### [Stored data entries]
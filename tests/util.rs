#![allow(dead_code)]
use hydro_network::cross_section::XyzProfile;
use hydro_network::prelude::*;
use rand::rngs::StdRng;
use rand::{Rng, SeedableRng};

pub const EPS: f64 = 1e-7;

/// One straight channel from (0, 0) to (length, 0).
pub fn straight(length: f64) -> (HydroNetwork, BranchId) {
    let net = HydroNetwork::snake(&[Coordinate::new(0.0, 0.0), Coordinate::new(length, 0.0)])
        .expect("valid snake");
    let branch = first_branch(&net);
    (net, branch)
}

/// Chain of straight channels through `xy`.
pub fn snake(xy: &[(f64, f64)]) -> (HydroNetwork, Vec<BranchId>) {
    let points: Vec<Coordinate> = xy.iter().map(|&(x, y)| Coordinate::new(x, y)).collect();
    let net = HydroNetwork::snake(&points).expect("valid snake");
    let branches = net.graph().branches().map(|b| b.id()).collect();
    (net, branches)
}

/// Random chain of `branches` channels with segment lengths between 10 and
/// 200, reproducible from `seed`.
pub fn random_snake(seed: u64, branches: usize) -> HydroNetwork {
    let mut rng = StdRng::seed_from_u64(seed);
    let mut points = vec![Coordinate::new(0.0, 0.0)];
    let mut x = 0.0;
    for _ in 0..branches {
        x += rng.gen_range(10.0..200.0);
        let y = rng.gen_range(-50.0..50.0);
        points.push(Coordinate::new(x, y));
    }
    HydroNetwork::snake(&points).expect("valid random snake")
}

pub fn first_branch(net: &HydroNetwork) -> BranchId {
    net.graph().branches().next().expect("network has a branch").id()
}

/// Weir in its own composite (or joining the one there).
pub fn structure_at(net: &mut HydroNetwork, branch: BranchId, chainage: f64) -> FeatureId {
    net.add_branch_feature(branch, BranchFeature::structure("weir", StructureType::Weir), chainage)
        .expect("structure placed")
}

pub fn cross_section_at(net: &mut HydroNetwork, branch: BranchId, chainage: f64) -> FeatureId {
    let definition = CrossSectionDefinition::Xyz(XyzProfile {
        points: vec![(chainage - 1.0, 0.0, 0.0), (chainage + 1.0, 0.0, 0.0)],
        sections: Vec::new(),
    });
    net.add_cross_section_definition(branch, definition, chainage)
        .expect("cross section placed")
}

pub fn lateral_at(net: &mut HydroNetwork, branch: BranchId, chainage: f64) -> FeatureId {
    net.add_branch_feature(branch, BranchFeature::lateral_source("lateral", 1.0), chainage)
        .expect("lateral placed")
}

/// Element-wise comparison within [`EPS`].
pub fn assert_chainages(actual: &[f64], expected: &[f64]) {
    assert_eq!(
        actual.len(),
        expected.len(),
        "length differs\n got={actual:?}\nwant={expected:?}"
    );
    for (a, e) in actual.iter().zip(expected) {
        assert!(
            (a - e).abs() < EPS,
            "chainages differ\n got={actual:?}\nwant={expected:?}"
        );
    }
}

/// Chainages of every feature on `branch`, in registry order.
pub fn feature_chainages(net: &HydroNetwork, branch: BranchId) -> Vec<f64> {
    net.features().on_branch(branch).map(|f| f.chainage()).collect()
}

### [What to work on]
Each of the lines from the one that contains "pub fn lateral_at(net: &mut" through the last line of the data needs to be repeated exactly, with no others.

### [Task output]
pub fn lateral_at(net: &mut HydroNetwork, branch: BranchId, chainage: f64) -> FeatureId {
    net.add_branch_feature(branch, BranchFeature::lateral_source("lateral", 1.0), chainage)
        .expect("lateral placed")
}

/// Element-wise comparison within [`EPS`].
pub fn assert_chainages(actual: &[f64], expected: &[f64]) {
    assert_eq!(
        actual.len(),
        expected.len(),
        "length differs\n got={actual:?}\nwant={expected:?}"
    );
    for (a, e) in actual.iter().zip(expected) {
        assert!(
            (a - e).abs() < EPS,
            "chainages differ\n got={actual:?}\nwant={expected:?}"
        );
    }
}

/// Chainages of every feature on `branch`, in registry order.
pub fn feature_chainages(net: &HydroNetwork, branch: BranchId) -> Vec<f64> {
    net.features().on_branch(branch).map(|f| f.chainage()).collect()
}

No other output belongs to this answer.